I used 2 controllers (32 channels) to control my display. We run the first weekend of Oct onwards. The month has the static graveyard display that goes from dusk to 10PM. Computer turns lights on/off at set time so there is none of the forgetting to turn on/off issues we had in years prior. On the weekend prior to the 31st, our party and of course Halloween we ran our "show" which was approx 8 minutes and had video, music, lasers (FDA and .gov approved, and aimed only to the structure) etc. The LOR ran the entire setup including all video, fog effects etc.

We will be getting a 3rd module to expand to 48 channels this year.

Here is a poorly shot video of the display that focused on some specific features but it does give you an idea what can be done.

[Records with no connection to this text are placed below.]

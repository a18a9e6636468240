//! Operator surface: lag per view and failed-event recovery.

use crate::engine::{ProjectionBackend, ProjectionEngine};
use crate::errors::{ProjectionError, ProjectionResult};
use chrono::{DateTime, Utc};
use iamstore_types::{
    CurrentSequence, FailedEvent, ProjectionName, Sequence,
    TenantId,
};
use serde::Serialize;
use tracing::{info, instrument};

/// How far one projection trails the log for one tenant.
#[derive(Debug, Clone, PartialEq, Eq, Serialize)]
pub struct ViewState {
    /// Projection name.
    pub projection: ProjectionName,
    /// Tenant.
    pub tenant: TenantId,
    /// Last processed sequence.
    pub current: Sequence,
    /// Latest sequence the projection would consume.
    pub latest: Sequence,
    /// When the projection last advanced, if ever.
    pub last_successful_run: Option<DateTime<Utc>>,
    /// Ledger entries still being retried.
    pub retrying_events: usize,
    /// Ledger entries at the failure cap.
    pub parked_events: usize,
}

impl ViewState {
    /// Number of matching sequences not yet processed.
    pub fn lag(&self) -> u64 {
        self.latest
            .into_inner()
            .saturating_sub(self.current.into_inner())
    }
}

impl<S: ProjectionBackend> ProjectionEngine<S> {
    /// Positions of every projection, optionally restricted to one.
    pub async fn current_sequences(
        &self,
        projection: Option<&ProjectionName>,
    ) -> ProjectionResult<Vec<CurrentSequence>> {
        Ok(self.store().current_sequences(projection).await?)
    }

    /// Lag and ledger state of every registered projection for one tenant.
    #[instrument(name = "projection.view_states", skip(self))]
    pub async fn view_states(&self, tenant: &TenantId) -> ProjectionResult<Vec<ViewState>> {
        let store = self.store();
        let positions = store.current_sequences(None).await?;
        let failed = store.failed_events(None, Some(tenant)).await?;
        let max_failure_count = self.config().max_failure_count;

        let mut states = Vec::new();
        for projection in self.views() {
            let handler = self.handler(&projection)?;
            let latest = store.latest_sequence(&handler.selection(tenant)).await?;
            let position = positions
                .iter()
                .find(|position| position.projection == projection && &position.tenant == tenant);
            let (parked, retrying): (Vec<&FailedEvent>, Vec<&FailedEvent>) = failed
                .iter()
                .filter(|entry| entry.projection == projection)
                .partition(|entry| entry.failure_count >= max_failure_count);

            states.push(ViewState {
                current: position.map_or_else(Sequence::zero, |position| position.sequence),
                last_successful_run: position.map(|position| position.last_successful_run),
                latest,
                retrying_events: retrying.len(),
                parked_events: parked.len(),
                projection,
                tenant: tenant.clone(),
            });
        }
        Ok(states)
    }

    /// Ledger entries, optionally restricted to one projection and/or tenant.
    pub async fn failed_events(
        &self,
        projection: Option<&ProjectionName>,
        tenant: Option<&TenantId>,
    ) -> ProjectionResult<Vec<FailedEvent>> {
        Ok(self.store().failed_events(projection, tenant).await?)
    }

    /// Forgets a failure. The event is not processed again.
    #[instrument(name = "projection.remove_failed_event", skip(self))]
    pub async fn remove_failed_event(
        &self,
        projection: &ProjectionName,
        tenant: &TenantId,
        sequence: Sequence,
    ) -> ProjectionResult<()> {
        if !self
            .store()
            .remove_failed_event(projection, tenant, sequence)
            .await?
        {
            return Err(unknown_failed_event(projection, tenant, sequence));
        }
        info!(
            projection = %projection,
            tenant = %tenant,
            sequence = %sequence,
            "[projection.remove_failed_event] failed event removed"
        );
        Ok(())
    }

    /// Resets a failure's count so the next catch-up retries it, parked or not.
    #[instrument(name = "projection.retry_failed_event", skip(self))]
    pub async fn retry_failed_event(
        &self,
        projection: &ProjectionName,
        tenant: &TenantId,
        sequence: Sequence,
    ) -> ProjectionResult<()> {
        if !self
            .store()
            .reset_failure_count(projection, tenant, sequence)
            .await?
        {
            return Err(unknown_failed_event(projection, tenant, sequence));
        }
        info!(
            projection = %projection,
            tenant = %tenant,
            sequence = %sequence,
            "[projection.retry_failed_event] failed event scheduled for retry"
        );
        Ok(())
    }

    /// Drops a projection's rows, positions and ledger entries; the next
    /// catch-up rebuilds it from the first event.
    #[instrument(name = "projection.reset", skip(self))]
    pub async fn reset_projection(&self, projection: &ProjectionName) -> ProjectionResult<()> {
        let _ = self.handler(projection)?;
        self.store().reset(projection).await?;
        info!(projection = %projection, "[projection.reset] projection dropped for rebuild");
        Ok(())
    }
}

fn unknown_failed_event(
    projection: &ProjectionName,
    tenant: &TenantId,
    sequence: Sequence,
) -> ProjectionError {
    ProjectionError::UnknownFailedEvent {
        projection: projection.clone(),
        tenant: tenant.clone(),
        sequence,
    }
}
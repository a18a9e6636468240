//! Validated identifier and position types.
//!
//! All identifiers use smart constructors so that a value, once built, never
//! needs to be checked again.

use crate::validation::{has_no_control_characters, is_dotted_identifier, is_sql_identifier};
use nutype::nutype;
use uuid::Uuid;

/// Tenant (instance) identifier. Every event, constraint, projection row and
/// sequence is scoped to exactly one tenant.
#[nutype(
    sanitize(trim),
    validate(not_empty, len_char_max = 200, predicate = has_no_control_characters),
    derive(
        Debug,
        Clone,
        PartialEq,
        Eq,
        PartialOrd,
        Ord,
        Hash,
        AsRef,
        Deref,
        Display,
        Serialize,
        Deserialize
    )
)]
pub struct TenantId(String);

/// Kind of aggregate, e.g. `user`, `org`, `key_pair`.
#[nutype(
    sanitize(trim),
    validate(not_empty, len_char_max = 100, predicate = is_dotted_identifier),
    derive(
        Debug,
        Clone,
        PartialEq,
        Eq,
        PartialOrd,
        Ord,
        Hash,
        AsRef,
        Deref,
        Display,
        Serialize,
        Deserialize
    )
)]
pub struct AggregateType(String);

/// Identifier of one aggregate instance within a tenant.
#[nutype(
    sanitize(trim),
    validate(not_empty, len_char_max = 200, predicate = has_no_control_characters),
    derive(
        Debug,
        Clone,
        PartialEq,
        Eq,
        PartialOrd,
        Ord,
        Hash,
        AsRef,
        Deref,
        Display,
        Serialize,
        Deserialize
    )
)]
pub struct AggregateId(String);

impl AggregateId {
    /// Generates a fresh, time-ordered aggregate identifier.
    pub fn generate() -> Self {
        Self::generated(Uuid::now_v7())
    }

    fn generated(id: Uuid) -> Self {
        // A hyphenated UUID is never empty, never too long and has no control characters.
        match Self::try_new(id.to_string()) {
            Ok(aggregate_id) => aggregate_id,
            Err(_) => unreachable!("uuid renders as a valid aggregate id"),
        }
    }
}

/// Type tag of an event, e.g. `user.human.added`.
#[nutype(
    sanitize(trim),
    validate(not_empty, len_char_max = 200, predicate = is_dotted_identifier),
    derive(
        Debug,
        Clone,
        PartialEq,
        Eq,
        PartialOrd,
        Ord,
        Hash,
        AsRef,
        Deref,
        Display,
        Serialize,
        Deserialize
    )
)]
pub struct EventType(String);

/// Organization owning the aggregate an event belongs to.
#[nutype(
    sanitize(trim),
    validate(not_empty, len_char_max = 200, predicate = has_no_control_characters),
    derive(
        Debug,
        Clone,
        PartialEq,
        Eq,
        PartialOrd,
        Ord,
        Hash,
        AsRef,
        Deref,
        Display,
        Serialize,
        Deserialize
    )
)]
pub struct ResourceOwner(String);

/// User or system principal that caused an event.
#[nutype(
    sanitize(trim),
    validate(not_empty, len_char_max = 200, predicate = has_no_control_characters),
    derive(
        Debug,
        Clone,
        PartialEq,
        Eq,
        PartialOrd,
        Ord,
        Hash,
        AsRef,
        Deref,
        Display,
        Serialize,
        Deserialize
    )
)]
pub struct EditorId(String);

/// Category of a unique constraint, e.g. `login_name` or `org_domain`.
#[nutype(
    sanitize(trim),
    validate(not_empty, len_char_max = 100, predicate = is_dotted_identifier),
    derive(
        Debug,
        Clone,
        PartialEq,
        Eq,
        PartialOrd,
        Ord,
        Hash,
        AsRef,
        Deref,
        Display,
        Serialize,
        Deserialize
    )
)]
pub struct ConstraintType(String);

/// The value claimed by a unique constraint. Compared exactly as given; callers
/// normalize (e.g. lowercase a login name) before building it.
#[nutype(
    validate(not_empty, len_char_max = 500),
    derive(
        Debug,
        Clone,
        PartialEq,
        Eq,
        PartialOrd,
        Ord,
        Hash,
        AsRef,
        Deref,
        Display,
        Serialize,
        Deserialize
    )
)]
pub struct ConstraintField(String);

/// Name of a projection (materialized view). Restricted to a lowercase SQL
/// identifier because relational backends derive a table name from it.
#[nutype(
    sanitize(trim),
    validate(not_empty, len_char_max = 63, predicate = is_sql_identifier),
    derive(
        Debug,
        Clone,
        PartialEq,
        Eq,
        PartialOrd,
        Ord,
        Hash,
        AsRef,
        Deref,
        Display,
        Serialize,
        Deserialize
    )
)]
pub struct ProjectionName(String);

/// Key of one row in a projection, unique per (projection, tenant).
#[nutype(
    validate(not_empty, len_char_max = 200),
    derive(
        Debug,
        Clone,
        PartialEq,
        Eq,
        PartialOrd,
        Ord,
        Hash,
        AsRef,
        Deref,
        Display,
        Serialize,
        Deserialize
    )
)]
pub struct EntityId(String);

impl From<&AggregateId> for EntityId {
    fn from(aggregate_id: &AggregateId) -> Self {
        match Self::try_new(aggregate_id.to_string()) {
            Ok(entity_id) => entity_id,
            Err(_) => unreachable!("aggregate id constraints are stricter than entity id"),
        }
    }
}

/// Per-tenant position of an event in the log. Zero means "nothing yet".
#[nutype(derive(
    Debug,
    Clone,
    Copy,
    PartialEq,
    Eq,
    PartialOrd,
    Ord,
    Hash,
    Display,
    Serialize,
    Deserialize
))]
pub struct Sequence(u64);

impl Sequence {
    /// The position before the first event of a tenant.
    pub fn zero() -> Self {
        Self::new(0)
    }

    /// The position directly after this one.
    #[must_use]
    pub fn next(self) -> Self {
        Self::new(self.into_inner() + 1)
    }
}

/// Per-aggregate version. Zero means the aggregate has no events yet.
#[nutype(derive(
    Debug,
    Clone,
    Copy,
    PartialEq,
    Eq,
    PartialOrd,
    Ord,
    Hash,
    Display,
    Serialize,
    Deserialize
))]
pub struct AggregateVersion(u64);

impl AggregateVersion {
    /// Version of an aggregate that has never been written.
    pub fn initial() -> Self {
        Self::new(0)
    }

    /// Increment the version by 1.
    #[must_use]
    pub fn increment(self) -> Self {
        Self::new(self.into_inner() + 1)
    }
}

/// Name of a lockable resource, e.g. `signing_key:tenant-1`.
#[nutype(
    sanitize(trim),
    validate(not_empty, len_char_max = 200, predicate = has_no_control_characters),
    derive(
        Debug,
        Clone,
        PartialEq,
        Eq,
        PartialOrd,
        Ord,
        Hash,
        AsRef,
        Deref,
        Display,
        Serialize,
        Deserialize
    )
)]
pub struct LockKey(String);

/// Identity of a running service instance competing for locks.
#[nutype(
    sanitize(trim),
    validate(not_empty, len_char_max = 200, predicate = has_no_control_characters),
    derive(
        Debug,
        Clone,
        PartialEq,
        Eq,
        PartialOrd,
        Ord,
        Hash,
        AsRef,
        Deref,
        Display,
        Serialize,
        Deserialize
    )
)]
pub struct OwnerId(String);

impl OwnerId {
    /// Generates a unique owner id for this process.
    pub fn generate() -> Self {
        match Self::try_new(Uuid::now_v7().to_string()) {
            Ok(owner) => owner,
            Err(_) => unreachable!("uuid renders as a valid owner id"),
        }
    }
}

#[cfg(test)]
mod tests {
    use super::*;
    use proptest::prelude::*;

    proptest! {
        #[test]
        fn tenant_id_trims_whitespace(s in " {0,10}[a-zA-Z0-9_-]{1,100} {0,10}") {
            let tenant = TenantId::try_new(s.clone()).unwrap();
            prop_assert_eq!(tenant.as_ref(), s.trim());
        }

        #[test]
        fn tenant_id_rejects_blank_strings(s in " {0,50}") {
            prop_assert!(TenantId::try_new(s).is_err());
        }

        #[test]
        fn sequence_next_increments_by_one(v in 0u64..u64::MAX) {
            prop_assert_eq!(Sequence::new(v).next().into_inner(), v + 1);
        }

        #[test]
        fn sequence_ordering_matches_inner(a in any::<u64>(), b in any::<u64>()) {
            prop_assert_eq!(Sequence::new(a) < Sequence::new(b), a < b);
        }
    }

    #[test]
    fn projection_name_rejects_sql_metacharacters() {
        assert!(ProjectionName::try_new("users; drop table events").is_err());
        assert!(ProjectionName::try_new("Users").is_err());
        assert!(ProjectionName::try_new("users_v2").is_ok());
    }

    #[test]
    fn event_type_requires_dotted_lowercase() {
        assert!(EventType::try_new("user.human.added").is_ok());
        assert!(EventType::try_new("UserAdded").is_err());
    }

    #[test]
    fn generated_ids_are_unique() {
        assert_ne!(AggregateId::generate(), AggregateId::generate());
        assert_ne!(OwnerId::generate(), OwnerId::generate());
    }

    #[test]
    fn entity_id_from_aggregate_id_keeps_value() {
        let aggregate_id = AggregateId::try_new("user-1").unwrap();
        assert_eq!(EntityId::from(&aggregate_id).as_ref(), "user-1");
    }

    #[test]
    fn aggregate_version_increment_adds_one() {
        assert_eq!(
            AggregateVersion::new(5).increment(),
            AggregateVersion::new(6)
        );
    }
}
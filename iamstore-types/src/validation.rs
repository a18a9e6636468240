//! Shared validation predicates for domain types.
//!
//! This module contains validation functions used by nutype-based domain types
//! across the iamstore crates.

/// Validation predicate: dotted lowercase identifier.
///
/// Aggregate and event types are namespaced tags such as `user.human.added`.
/// Every dot-separated segment must start with a lowercase ASCII letter and may
/// continue with lowercase letters, digits, `_` or `-`.
pub(crate) fn is_dotted_identifier(s: &str) -> bool {
    s.split('.').all(|segment| {
        let mut chars = segment.chars();
        matches!(chars.next(), Some(first) if first.is_ascii_lowercase())
            && chars.all(|c| c.is_ascii_lowercase() || c.is_ascii_digit() || c == '_' || c == '-')
    })
}

/// Validation predicate: lowercase SQL identifier.
///
/// Projection names double as table names in relational backends, so they are
/// restricted to `[a-z][a-z0-9_]*`.
pub(crate) fn is_sql_identifier(s: &str) -> bool {
    let mut chars = s.chars();
    matches!(chars.next(), Some(first) if first.is_ascii_lowercase())
        && chars.all(|c| c.is_ascii_lowercase() || c.is_ascii_digit() || c == '_')
}

/// Validation predicate: reject ASCII control characters.
pub(crate) fn has_no_control_characters(s: &str) -> bool {
    !s.chars().any(char::is_control)
}
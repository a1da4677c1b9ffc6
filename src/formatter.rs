// Copyright (C) 2022-2025 Michael Herstine <sp1ff@pobox.com>
//
// This file is part of tracing-journalhook.
//
// tracing-journalhook is free software: you can redistribute it and/or modify it under the terms
// of the GNU General Public License as published by the Free Software Foundation, either version 3
// of the License, or (at your option) any later version.
//
// tracing-journalhook is distributed in the hope that it will be useful, but WITHOUT ANY WARRANTY;
// without even the implied warranty of MERCHANTABILITY or FITNESS FOR A PARTICULAR PURPOSE.  See
// the GNU General Public License for more details.
//
// You should have received a copy of the GNU General Public License along with
// tracing-journalhook.  If not, see <http://www.gnu.org/licenses/>.

//! Flattening a [`LogEntry`] into a single line of text.
//!
//! # Introduction
//!
//! The translation from a [`LogEntry`] to a journal entry normally keeps the entry's fields as
//! journal fields. Some consumers (anything reading the journal through a syslog-style view, for
//! instance) only ever see `MESSAGE`, though. For them, a [`JournalHook`] may be given an
//! [`EntryFormatter`]; whatever bytes it produces become the message.
//!
//! [`JournalHook`]: crate::hook::JournalHook
//!
//! [`TextFormatter`] is the provided implementation. It renders an entry as
//!
//! ```text
//! [prefix] key1=value1 key2="value two" msg="the message"
//! ```
//!
//! with keys sorted (by default lexically), values quoted when they contain anything outside
//! `[A-Za-z0-9-._/@^+]`, and a trailing newline.
//!
//! # Configuration
//!
//! [`TextFormatter`] is immutable once built; use [`TextFormatter::builder`]:
//!
//! ```rust
//! use tracing_journalhook::formatter::{EntryFormatter, TextFormatter};
//! use tracing_journalhook::entry::{Level, LogEntry};
//!
//! let fmtr = TextFormatter::builder().force_quote(true).build();
//! let line = fmtr.format(&LogEntry::new(Level::Info, "hello").with_field("n", 1i64));
//! assert_eq!(line, b"n=\"1\" msg=\"hello\"\n");
//! ```

use crate::{
    entry::{Caller, LogEntry},
    normalize::stringify_value,
};

use std::{collections::BTreeMap, fmt::Write};

/// Reserved for the timestamp; never rendered
pub const FIELD_KEY_TIME: &str = "time";
/// Reserved for the level; never rendered
pub const FIELD_KEY_LEVEL: &str = "level";
/// Rendered as a bracketed prefix at the start of the line
pub const FIELD_KEY_PREFIX: &str = "prefix";
pub const FIELD_KEY_MSG: &str = "msg";
pub const FIELD_KEY_FUNC: &str = "func";
pub const FIELD_KEY_FILE: &str = "file";

/// Operations all entry formatters must support.
///
/// Formatting may not fail: an implementation that runs into trouble shall return whatever it has
/// managed to produce (possibly nothing) rather than hold up delivery of the entry.
pub trait EntryFormatter: Send + Sync {
    fn format(&self, entry: &LogEntry) -> Vec<u8>;
}

/// Orders the keys to be rendered
pub type SortFn = Box<dyn Fn(&mut [String]) + Send + Sync>;

/// Produces the (function, file) values for an entry's call site; an empty string suppresses the
/// corresponding key
pub type CallerPrettyfierFn = Box<dyn Fn(&Caller) -> (String, String) + Send + Sync>;

fn default_sort(keys: &mut [String]) {
    keys.sort();
}

fn default_caller_prettyfier(caller: &Caller) -> (String, String) {
    (
        caller.function.clone().unwrap_or_default(),
        format!("{}:{}", caller.file, caller.line),
    )
}

/// True if `text` contains anything beyond `[A-Za-z0-9-._/@^+]`
fn has_special_character(text: &str) -> bool {
    !text
        .chars()
        .all(|c| c.is_ascii_alphanumeric() || matches!(c, '-' | '.' | '_' | '/' | '@' | '^' | '+'))
}

/// An [`EntryFormatter`] producing `key=value` lines.
pub struct TextFormatter {
    force_quote: bool,
    disable_quote: bool,
    quote_empty_fields: bool,
    sorting: SortFn,
    caller_prettyfier: CallerPrettyfierFn,
}

impl std::default::Default for TextFormatter {
    fn default() -> Self {
        TextFormatter {
            force_quote: false,
            disable_quote: false,
            quote_empty_fields: false,
            sorting: Box::new(default_sort),
            caller_prettyfier: Box::new(default_caller_prettyfier),
        }
    }
}

pub struct TextFormatterBuilder {
    imp: TextFormatter,
}

impl TextFormatterBuilder {
    /// Quote every value. Takes precedence over [`disable_quote`](Self::disable_quote).
    pub fn force_quote(mut self, force_quote: bool) -> Self {
        self.imp.force_quote = force_quote;
        self
    }
    /// Don't quote values merely because they contain special characters.
    pub fn disable_quote(mut self, disable_quote: bool) -> Self {
        self.imp.disable_quote = disable_quote;
        self
    }
    /// Render empty values as `""`.
    pub fn quote_empty_fields(mut self, quote_empty_fields: bool) -> Self {
        self.imp.quote_empty_fields = quote_empty_fields;
        self
    }
    /// Replace the default (lexical, ascending) key ordering.
    pub fn sorting<F>(mut self, sorting: F) -> Self
    where
        F: Fn(&mut [String]) + Send + Sync + 'static,
    {
        self.imp.sorting = Box::new(sorting);
        self
    }
    /// Replace the default call site rendering (the function name, and `file:line`).
    pub fn caller_prettyfier<F>(mut self, prettyfier: F) -> Self
    where
        F: Fn(&Caller) -> (String, String) + Send + Sync + 'static,
    {
        self.imp.caller_prettyfier = Box::new(prettyfier);
        self
    }
    pub fn build(self) -> TextFormatter {
        self.imp
    }
}

impl TextFormatter {
    pub fn builder() -> TextFormatterBuilder {
        TextFormatterBuilder {
            imp: TextFormatter::default(),
        }
    }

    fn needs_quoting(&self, text: &str) -> bool {
        if self.force_quote {
            return true;
        }
        if self.quote_empty_fields && text.is_empty() {
            return true;
        }
        if self.disable_quote {
            return false;
        }
        has_special_character(text)
    }

    fn append_key_value(&self, buf: &mut String, key: &str, value: &str) {
        if !buf.is_empty() {
            buf.push(' ');
        }
        buf.push_str(key);
        buf.push('=');
        if self.needs_quoting(value) {
            // Errors are swallowed; see `EntryFormatter`.
            let _ = write!(buf, "{:?}", value);
        } else {
            buf.push_str(value);
        }
    }
}

impl EntryFormatter for TextFormatter {
    fn format(&self, entry: &LogEntry) -> Vec<u8> {
        let mut prefix = String::new();
        let mut data: BTreeMap<String, String> = BTreeMap::new();
        for (k, v) in &entry.fields {
            match k.as_str() {
                FIELD_KEY_TIME | FIELD_KEY_LEVEL => (),
                FIELD_KEY_PREFIX => prefix = stringify_value(v),
                _ => {
                    data.insert(k.clone(), stringify_value(v));
                }
            }
        }

        // Call site keys are sorted along with everything else.
        if let Some(caller) = &entry.caller {
            let (func, file) = (self.caller_prettyfier)(caller);
            if !func.is_empty() {
                data.insert(FIELD_KEY_FUNC.to_string(), func);
            }
            if !file.is_empty() {
                data.insert(FIELD_KEY_FILE.to_string(), file);
            }
        }

        let mut keys: Vec<String> = data.keys().cloned().collect();
        (self.sorting)(&mut keys);

        let mut buf = String::new();
        if !prefix.is_empty() {
            let _ = write!(buf, "[{}]", prefix);
        }
        for key in &keys {
            if let Some(value) = data.get(key) {
                self.append_key_value(&mut buf, key, value);
            }
        }
        if !entry.message.is_empty() {
            self.append_key_value(&mut buf, FIELD_KEY_MSG, &entry.message);
        }
        buf.push('\n');
        buf.into_bytes()
    }
}
// Copyright (C) 2022-2025 Michael Herstine <sp1ff@pobox.com>
//
// This file is part of tracing-journalhook.
//
// tracing-journalhook is free software: you can redistribute it and/or modify it under the terms
// of the GNU General Public License as published by the Free Software Foundation, either version 3
// of the License, or (at your option) any later version.
//
// tracing-journalhook is distributed in the hope that it will be useful, but WITHOUT ANY WARRANTY;
// without even the implied warranty of MERCHANTABILITY or FITNESS FOR A PARTICULAR PURPOSE.  See
// the GNU General Public License for more details.
//
// You should have received a copy of the GNU General Public License along with
// tracing-journalhook.  If not, see <http://www.gnu.org/licenses/>.

//! Test writing text-formatted entries to the systemd journal on the local host.

use tracing::{error, info, warn};
use tracing_journalhook::{
    entry::Level, formatter::TextFormatter, hook::JournalHook, layer::Layer,
    transport::JournalSocket,
};
use tracing_subscriber::{
    layer::SubscriberExt, // Needed to get `with()`
    registry::Registry,
};

pub fn main() {
    let hook = JournalHook::builder(JournalSocket::try_default().unwrap())
        .levels([Level::Error, Level::Warn, Level::Info])
        .formatter(TextFormatter::builder().quote_empty_fields(true).build())
        .syslog_identifier("journal-text-test")
        .with_caller_fields(true)
        .build()
        .unwrap();
    let handle = hook.shutdown_handle();
    let subscriber = Registry::default().with(Layer::new(hook));
    tracing::subscriber::set_global_default(subscriber).unwrap();

    info!(prefix = "main", empty = "", "你好, journal.");
    warn!(path = "/tmp/some file", "你好, journal.");
    error!(error = "disk full");

    handle.exit(0);
}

FYI, used this to also run my Xmas lights as well. I didn't do any dance/movement this year just the on/off feature at set times which alone is almost worth the price.






(our theme is City of the "Dam"med -we are an OSU Beaver household and the graveyard has the other 11 Pac-12 stones since Halloween is during football season. Thus the first video/song. The rest of the show/display is complete homage to Disney and HM)


----------



## goneferal (Sep 8, 2010)

I use Vixen Lights and an arduino with PWM for dimmable 12 volt LED lights. This is how I did it. http://goneferalinid.blogspot.com/2012/07/how-to-make-your-own-light-show.html


----------



## z0mbie st0mp (Oct 9, 2010)

Here's one i have been working on...






Arduino Mega with 16 ch. SainSmart 16 relay board. (Pins 22-37)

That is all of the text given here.